By Cheri Cheng | Update Date: Sep 10, 2014 12:15 PM EDT

The results from medical clinical trials can be flawed, a new study reported. According to researchers from Stanford University School of Medicine, re-examining roughly one-third of the available randomized clinical trials resulted in very different results.

"Randomized trials are at the hub of making decisions about whether these are drugs or devices we want to use on real patients in real life," said study senior author Dr. John Ioannidis, director of the Stanford Prevention Research Center reported by Philly.

For this study, the team found 37 published re-analyses of trials that contained raw clinical trial data. The team reviewed these publications and found that 35 percent of them (13 re-analyses) had yielded different conclusions from the original trials. Nine of these reviews reported that more patients could have been treated whereas one of the reviews found that fewer patients should have been treated. Three of the reviews suggested that the trials should have used different parameters when deciding which patients would qualify for treatment.

Loannidis explained that different results could occur from the fact that the researchers used different statistical methods. Researchers conducting follow-up analyses could also be applying new research that the original trial researchers did not have. Regardless, the fact that data can be interpreted in so many different ways could be troubling because it suggests that who can or cannot be treated with certain medications depends greatly on how or when a research team analyzes the raw data.

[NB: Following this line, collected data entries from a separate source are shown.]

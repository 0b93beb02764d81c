// Bottlenecks - Free and Open Source Software Statement
//
// This project, bottlenecks, is Free and Open Source Software (FOSS) licensed
// under the MIT License. You are free to use, modify, and distribute this
// software in accordance with the license terms. Contributions are welcome
// via pull requests to the project repository.
//
// File: src/utils/format.rs
// Version: 1.0.0
//
// This file provides utility functions for formatting measurements in
// bottlenecks. It formats durations, byte counts and error chains for
// consistent output in logs.
//
// Tree Location:
// - src/utils/format.rs (formatting utilities)
// - Depends on: std

use std::error::Error;
use std::time::Duration;

/// Utility functions for formatting benchmark measurements
pub struct FormatUtils;

impl FormatUtils {
    /// Format a duration as seconds with two decimals
    pub fn format_seconds(duration: Duration) -> String {
        format!("{:.2}s", duration.as_secs_f64())
    }

    /// Format a byte count in binary units (B, KiB, MiB, GiB)
    pub fn format_bytes(bytes: u64) -> String {
        const KIB: f64 = 1024.0;
        let value = bytes as f64;
        if value >= KIB * KIB * KIB {
            format!("{:.2} GiB", value / (KIB * KIB * KIB))
        } else if value >= KIB * KIB {
            format!("{:.2} MiB", value / (KIB * KIB))
        } else if value >= KIB {
            format!("{:.2} KiB", value / KIB)
        } else {
            format!("{} B", bytes)
        }
    }

    /// Join an error and all its sources with ": "
    pub fn format_error_chain(error: &dyn Error) -> String {
        let mut message = error.to_string();
        let mut source = error.source();
        while let Some(cause) = source {
            message.push_str(": ");
            message.push_str(&cause.to_string());
            source = cause.source();
        }
        message
    }
}
// Bottlenecks - Free and Open Source Software Statement
//
// This project, bottlenecks, is Free and Open Source Software (FOSS) licensed
// under the MIT License. You are free to use, modify, and distribute this
// software in accordance with the license terms. Contributions are welcome
// via pull requests to the project repository.
//
// File: src/benchmark/profiler.rs
// Version: 1.0.0
//
// This file provides resource monitoring for a running workload program. The
// driver samples the child's CPU usage, accumulated CPU time, resident memory
// and bytes written at a fixed interval while it runs.
//
// Tree Location:
// - src/benchmark/profiler.rs (child process resource sampling)
// - Depends on: sysinfo

use std::time::Duration;
use sysinfo::{Pid, ProcessesToUpdate, System};

/// One observation of the monitored process
#[derive(Debug, Clone, PartialEq)]
pub struct InstantSample {
    /// Time since the process was spawned
    pub timestamp: Duration,

    /// CPU usage since the previous refresh, in percent of one core
    pub cpu_percent: f32,

    /// User plus system CPU time consumed since the process started
    pub cpu_time: Duration,

    /// Resident memory in bytes
    pub memory_bytes: u64,

    /// Bytes written since the process started
    pub written_bytes: u64,
}

/// Samples collected over one run, with summary helpers
#[derive(Debug, Clone, Default)]
pub struct SampleSeries {
    samples: Vec<InstantSample>,
}

impl SampleSeries {
    pub fn new() -> Self {
        Self::default()
    }

    pub fn push(&mut self, sample: InstantSample) {
        self.samples.push(sample);
    }

    pub fn samples(&self) -> &[InstantSample] {
        &self.samples
    }

    pub fn len(&self) -> usize {
        self.samples.len()
    }

    pub fn is_empty(&self) -> bool {
        self.samples.is_empty()
    }

    pub fn peak_memory_bytes(&self) -> u64 {
        self.samples
            .iter()
            .map(|sample| sample.memory_bytes)
            .max()
            .unwrap_or(0)
    }

    pub fn average_cpu_percent(&self) -> f64 {
        if self.samples.is_empty() {
            return 0.0;
        }
        let sum: f64 = self.samples.iter().map(|s| s.cpu_percent as f64).sum();
        sum / self.samples.len() as f64
    }

    /// Write throughput between consecutive samples, in bytes per second.
    /// The first entry is measured from the spawn.
    pub fn write_rates(&self) -> Vec<f64> {
        let mut rates = Vec::with_capacity(self.samples.len());
        let mut previous: Option<&InstantSample> = None;
        for sample in &self.samples {
            let (bytes, elapsed) = match previous {
                None => (sample.written_bytes, sample.timestamp),
                Some(prev) => (
                    sample.written_bytes.saturating_sub(prev.written_bytes),
                    sample.timestamp.saturating_sub(prev.timestamp),
                ),
            };
            let seconds = elapsed.as_secs_f64();
            rates.push(if seconds > 0.0 { bytes as f64 / seconds } else { 0.0 });
            previous = Some(sample);
        }
        rates
    }
}

/// System resource monitor for a single process
pub struct ResourceMonitor {
    system: System,
    pid: Pid,
    series: SampleSeries,
}

impl ResourceMonitor {
    /// Start monitoring `pid`. CPU usage needs two refreshes to mean
    /// anything, so the first one happens here and is not recorded.
    pub fn new(pid: u32) -> Self {
        let mut monitor = Self {
            system: System::new(),
            pid: Pid::from_u32(pid),
            series: SampleSeries::new(),
        };
        monitor.refresh();
        monitor
    }

    fn refresh(&mut self) {
        self.system
            .refresh_processes(ProcessesToUpdate::Some(&[self.pid]), true);
    }

    /// Take one sample. Returns `None` when the process is already gone.
    pub fn sample(&mut self, timestamp: Duration) -> Option<&InstantSample> {
        self.refresh();
        let process = self.system.process(self.pid)?;
        self.series.push(InstantSample {
            timestamp,
            cpu_percent: process.cpu_usage(),
            cpu_time: Duration::from_millis(process.accumulated_cpu_time()),
            memory_bytes: process.memory(),
            written_bytes: process.disk_usage().total_written_bytes,
        });
        self.series.samples().last()
    }

    pub fn into_series(self) -> SampleSeries {
        self.series
    }
}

"There are new insights and different opinions if you have a different group interpret the data, and that represents the degree to which people can analyze data differently," said Dr. Eric Peterson, a cardiologist at Duke University Medical Center, who authored an editorial accompanying this study.

In extremely rare cases, there were clear errors that affected the results. However, many of the differences between the analyses can be attributed to human biases that are not tainted.

"These are not biases that result from fraud. These are biases that result from being human," commented George Prendergast, CEO of the Lankenau Institute for Medical Research in Wynnewood, Pa., and editor-in-chief of Cancer Research. "The brain is a pattern-generating tool, and it tends to want to generate patterns that come from previous experience."

Due to these differences, the researchers stressed the importance of sharing raw data so that other researchers can reexamine them. When trials do not share this data, it can promote distrust.

"I am very much in favor of data sharing, and believe there should be incentives for independent researchers to conduct these kinds of re-analyses," said Ioannidis according to the University's press release. "They can be extremely insightful."

The study, "Reanalyses of Randomized Clinical Trial Data," was published in the Journal of the American Medical Association (JAMA).